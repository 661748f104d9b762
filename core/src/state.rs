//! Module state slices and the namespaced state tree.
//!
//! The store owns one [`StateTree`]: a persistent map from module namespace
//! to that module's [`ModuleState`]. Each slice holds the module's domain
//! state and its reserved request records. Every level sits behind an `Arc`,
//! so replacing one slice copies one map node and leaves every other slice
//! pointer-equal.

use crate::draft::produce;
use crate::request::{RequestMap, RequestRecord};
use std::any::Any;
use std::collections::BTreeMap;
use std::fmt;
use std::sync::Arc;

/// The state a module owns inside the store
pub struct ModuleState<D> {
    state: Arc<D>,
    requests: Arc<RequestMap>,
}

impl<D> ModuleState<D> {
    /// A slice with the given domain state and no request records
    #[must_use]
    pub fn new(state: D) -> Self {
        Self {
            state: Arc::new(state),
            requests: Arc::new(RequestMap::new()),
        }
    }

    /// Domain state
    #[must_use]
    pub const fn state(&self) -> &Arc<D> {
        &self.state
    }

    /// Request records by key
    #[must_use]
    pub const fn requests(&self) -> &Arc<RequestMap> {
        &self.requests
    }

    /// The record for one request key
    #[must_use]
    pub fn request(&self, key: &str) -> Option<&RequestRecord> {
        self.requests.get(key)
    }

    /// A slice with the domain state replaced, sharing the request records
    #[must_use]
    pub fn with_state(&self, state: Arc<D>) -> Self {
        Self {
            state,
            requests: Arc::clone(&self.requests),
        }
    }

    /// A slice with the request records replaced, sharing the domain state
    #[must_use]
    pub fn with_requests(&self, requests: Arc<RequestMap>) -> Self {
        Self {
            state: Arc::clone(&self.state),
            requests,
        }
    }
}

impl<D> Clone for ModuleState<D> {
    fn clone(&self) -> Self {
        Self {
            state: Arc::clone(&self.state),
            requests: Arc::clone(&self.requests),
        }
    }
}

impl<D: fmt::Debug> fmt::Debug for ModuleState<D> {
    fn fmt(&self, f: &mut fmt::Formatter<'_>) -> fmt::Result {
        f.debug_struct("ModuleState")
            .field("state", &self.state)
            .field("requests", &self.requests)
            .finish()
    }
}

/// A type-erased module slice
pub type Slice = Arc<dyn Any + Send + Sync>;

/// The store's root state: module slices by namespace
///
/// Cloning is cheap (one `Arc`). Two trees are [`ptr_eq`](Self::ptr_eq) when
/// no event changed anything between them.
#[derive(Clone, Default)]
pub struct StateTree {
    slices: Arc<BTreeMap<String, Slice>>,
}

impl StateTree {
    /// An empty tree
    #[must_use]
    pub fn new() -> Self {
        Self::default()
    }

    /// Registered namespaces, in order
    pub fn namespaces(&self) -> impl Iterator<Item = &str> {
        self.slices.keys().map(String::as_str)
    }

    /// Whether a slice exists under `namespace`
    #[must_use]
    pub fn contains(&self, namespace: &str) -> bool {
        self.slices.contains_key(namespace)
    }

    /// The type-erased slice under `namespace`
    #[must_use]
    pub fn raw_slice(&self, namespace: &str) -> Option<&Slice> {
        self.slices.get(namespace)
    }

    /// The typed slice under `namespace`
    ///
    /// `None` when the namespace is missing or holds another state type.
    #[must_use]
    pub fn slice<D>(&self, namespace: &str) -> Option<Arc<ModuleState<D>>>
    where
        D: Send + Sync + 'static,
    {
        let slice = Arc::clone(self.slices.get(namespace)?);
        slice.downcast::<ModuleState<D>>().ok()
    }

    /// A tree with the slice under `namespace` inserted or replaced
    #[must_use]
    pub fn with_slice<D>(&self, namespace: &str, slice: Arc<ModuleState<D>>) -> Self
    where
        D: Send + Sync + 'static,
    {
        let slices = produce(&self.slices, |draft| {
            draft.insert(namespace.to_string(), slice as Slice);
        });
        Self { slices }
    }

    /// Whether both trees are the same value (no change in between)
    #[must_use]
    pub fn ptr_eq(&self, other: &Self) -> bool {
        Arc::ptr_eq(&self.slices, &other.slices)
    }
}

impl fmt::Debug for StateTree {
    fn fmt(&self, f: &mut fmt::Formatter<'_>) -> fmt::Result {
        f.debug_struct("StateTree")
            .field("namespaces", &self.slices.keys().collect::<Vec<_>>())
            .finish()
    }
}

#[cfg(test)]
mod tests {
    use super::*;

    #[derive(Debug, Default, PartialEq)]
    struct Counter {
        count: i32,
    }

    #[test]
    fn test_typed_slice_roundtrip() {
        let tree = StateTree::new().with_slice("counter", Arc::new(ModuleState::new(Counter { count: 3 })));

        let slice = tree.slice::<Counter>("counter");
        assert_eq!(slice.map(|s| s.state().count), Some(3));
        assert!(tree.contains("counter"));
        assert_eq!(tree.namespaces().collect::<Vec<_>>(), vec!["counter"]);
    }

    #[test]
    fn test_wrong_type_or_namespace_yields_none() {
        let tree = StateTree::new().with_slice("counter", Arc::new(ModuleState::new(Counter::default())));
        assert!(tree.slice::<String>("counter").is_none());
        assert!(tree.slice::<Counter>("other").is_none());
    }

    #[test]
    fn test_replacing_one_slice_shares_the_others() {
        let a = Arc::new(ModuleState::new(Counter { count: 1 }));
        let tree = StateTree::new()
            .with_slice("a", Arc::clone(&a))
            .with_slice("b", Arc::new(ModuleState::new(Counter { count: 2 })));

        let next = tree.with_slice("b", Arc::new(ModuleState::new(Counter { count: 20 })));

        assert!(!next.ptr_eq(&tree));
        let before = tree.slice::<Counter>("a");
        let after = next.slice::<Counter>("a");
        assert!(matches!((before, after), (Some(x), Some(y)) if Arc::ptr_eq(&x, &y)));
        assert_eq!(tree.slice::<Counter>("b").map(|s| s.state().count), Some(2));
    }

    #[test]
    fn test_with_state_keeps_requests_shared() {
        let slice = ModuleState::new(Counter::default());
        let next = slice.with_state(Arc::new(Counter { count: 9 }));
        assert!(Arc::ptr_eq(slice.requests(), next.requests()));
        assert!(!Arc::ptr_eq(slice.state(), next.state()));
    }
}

▬▬▬▬▬▬

▶ **TASK REQUIREMENTS**
Starting with the first line above and ending with the line that holds "one request key", restate each line word for word and add nothing else.

▶ **ANSWER TO THIS PROBLEM**
repository 661748f104d9b762
filename core/src/state.rs
//! Module state slices and the namespaced state tree.
//!
//! The store owns one [`StateTree`]: a persistent map from module namespace
//! to that module's [`ModuleState`]. Each slice holds the module's domain
//! state and its reserved request records. Every level sits behind an `Arc`,
//! so replacing one slice copies one map node and leaves every other slice
//! pointer-equal.

use crate::draft::produce;
use crate::request::{RequestMap, RequestRecord};
use std::any::Any;
use std::collections::BTreeMap;
use std::fmt;
use std::sync::Arc;

/// The state a module owns inside the store
pub struct ModuleState<D> {
    state: Arc<D>,
    requests: Arc<RequestMap>,
}

impl<D> ModuleState<D> {
    /// A slice with the given domain state and no request records
    #[must_use]
    pub fn new(state: D) -> Self {
        Self {
            state: Arc::new(state),
            requests: Arc::new(RequestMap::new()),
        }
    }

    /// Domain state
    #[must_use]
    pub const fn state(&self) -> &Arc<D> {
        &self.state
    }

    /// Request records by key
    #[must_use]
    pub const fn requests(&self) -> &Arc<RequestMap> {
        &self.requests
    }

    /// The record for one request key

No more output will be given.